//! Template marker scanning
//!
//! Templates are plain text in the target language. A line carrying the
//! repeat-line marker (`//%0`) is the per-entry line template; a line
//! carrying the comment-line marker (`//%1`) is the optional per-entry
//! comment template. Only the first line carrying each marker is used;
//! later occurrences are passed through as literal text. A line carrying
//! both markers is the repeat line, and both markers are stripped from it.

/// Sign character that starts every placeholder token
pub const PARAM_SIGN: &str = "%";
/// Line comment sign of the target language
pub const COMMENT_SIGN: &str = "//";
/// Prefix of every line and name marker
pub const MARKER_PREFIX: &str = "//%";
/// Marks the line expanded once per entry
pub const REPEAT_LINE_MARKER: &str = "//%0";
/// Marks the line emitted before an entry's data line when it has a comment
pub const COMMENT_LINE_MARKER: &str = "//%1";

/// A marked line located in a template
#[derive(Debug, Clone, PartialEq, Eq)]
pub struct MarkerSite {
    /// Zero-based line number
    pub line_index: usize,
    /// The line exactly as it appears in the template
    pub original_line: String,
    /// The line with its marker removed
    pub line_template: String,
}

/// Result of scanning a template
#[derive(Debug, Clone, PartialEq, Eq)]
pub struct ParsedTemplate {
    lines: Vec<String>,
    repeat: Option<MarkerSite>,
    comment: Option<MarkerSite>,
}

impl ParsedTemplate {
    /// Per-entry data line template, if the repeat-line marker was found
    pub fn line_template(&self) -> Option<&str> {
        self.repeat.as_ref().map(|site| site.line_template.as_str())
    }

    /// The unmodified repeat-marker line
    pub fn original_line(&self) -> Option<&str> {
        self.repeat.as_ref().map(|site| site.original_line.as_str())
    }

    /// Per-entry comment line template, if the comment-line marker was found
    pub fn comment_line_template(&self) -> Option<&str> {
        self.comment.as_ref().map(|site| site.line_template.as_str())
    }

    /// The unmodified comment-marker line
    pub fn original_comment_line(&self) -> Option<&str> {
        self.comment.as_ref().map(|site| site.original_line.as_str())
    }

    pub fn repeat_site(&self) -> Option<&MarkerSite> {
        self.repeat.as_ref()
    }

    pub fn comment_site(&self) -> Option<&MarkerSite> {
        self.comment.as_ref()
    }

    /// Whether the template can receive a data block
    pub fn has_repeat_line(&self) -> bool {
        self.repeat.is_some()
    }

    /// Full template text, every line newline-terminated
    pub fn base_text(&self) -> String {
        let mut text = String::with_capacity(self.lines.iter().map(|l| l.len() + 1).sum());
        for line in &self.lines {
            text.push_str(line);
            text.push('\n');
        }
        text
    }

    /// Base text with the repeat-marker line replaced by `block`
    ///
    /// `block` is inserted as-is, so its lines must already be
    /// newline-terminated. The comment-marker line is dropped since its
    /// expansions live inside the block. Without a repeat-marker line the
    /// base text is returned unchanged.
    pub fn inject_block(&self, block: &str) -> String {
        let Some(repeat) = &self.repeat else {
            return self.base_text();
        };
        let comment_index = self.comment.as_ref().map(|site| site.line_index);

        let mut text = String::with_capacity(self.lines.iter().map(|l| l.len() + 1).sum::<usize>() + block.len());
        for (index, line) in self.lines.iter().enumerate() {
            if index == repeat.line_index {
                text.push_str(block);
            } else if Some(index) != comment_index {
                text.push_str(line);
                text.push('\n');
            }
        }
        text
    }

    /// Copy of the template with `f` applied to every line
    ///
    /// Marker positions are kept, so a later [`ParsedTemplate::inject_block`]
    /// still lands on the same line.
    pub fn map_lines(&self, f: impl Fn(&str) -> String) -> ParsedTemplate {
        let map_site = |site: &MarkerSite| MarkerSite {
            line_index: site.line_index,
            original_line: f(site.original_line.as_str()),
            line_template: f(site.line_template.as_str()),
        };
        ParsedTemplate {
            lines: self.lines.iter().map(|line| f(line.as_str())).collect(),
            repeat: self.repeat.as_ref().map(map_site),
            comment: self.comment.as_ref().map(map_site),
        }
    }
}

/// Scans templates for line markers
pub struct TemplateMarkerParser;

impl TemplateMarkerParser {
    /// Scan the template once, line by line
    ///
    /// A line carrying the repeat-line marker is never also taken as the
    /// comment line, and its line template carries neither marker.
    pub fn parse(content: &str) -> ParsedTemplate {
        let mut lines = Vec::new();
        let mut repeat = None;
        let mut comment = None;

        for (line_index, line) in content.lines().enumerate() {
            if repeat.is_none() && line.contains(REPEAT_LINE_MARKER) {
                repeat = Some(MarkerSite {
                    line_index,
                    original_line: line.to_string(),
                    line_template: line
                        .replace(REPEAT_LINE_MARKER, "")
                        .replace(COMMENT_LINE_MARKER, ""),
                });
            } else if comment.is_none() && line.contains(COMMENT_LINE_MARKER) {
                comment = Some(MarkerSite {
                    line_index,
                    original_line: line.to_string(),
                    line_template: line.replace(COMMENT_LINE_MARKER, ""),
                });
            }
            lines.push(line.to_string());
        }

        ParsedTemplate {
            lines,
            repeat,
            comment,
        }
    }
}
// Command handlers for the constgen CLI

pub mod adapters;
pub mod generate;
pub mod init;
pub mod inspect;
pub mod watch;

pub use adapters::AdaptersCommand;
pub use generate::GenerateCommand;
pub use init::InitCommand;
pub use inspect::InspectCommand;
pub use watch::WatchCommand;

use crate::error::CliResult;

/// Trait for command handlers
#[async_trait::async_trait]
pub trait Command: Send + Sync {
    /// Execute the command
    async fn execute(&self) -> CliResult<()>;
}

•••

## Exercise prompt
Pull every line containing "TemplateMarkerParser" from the material above.

## Worked solution
pub struct TemplateMarkerParser;
impl TemplateMarkerParser {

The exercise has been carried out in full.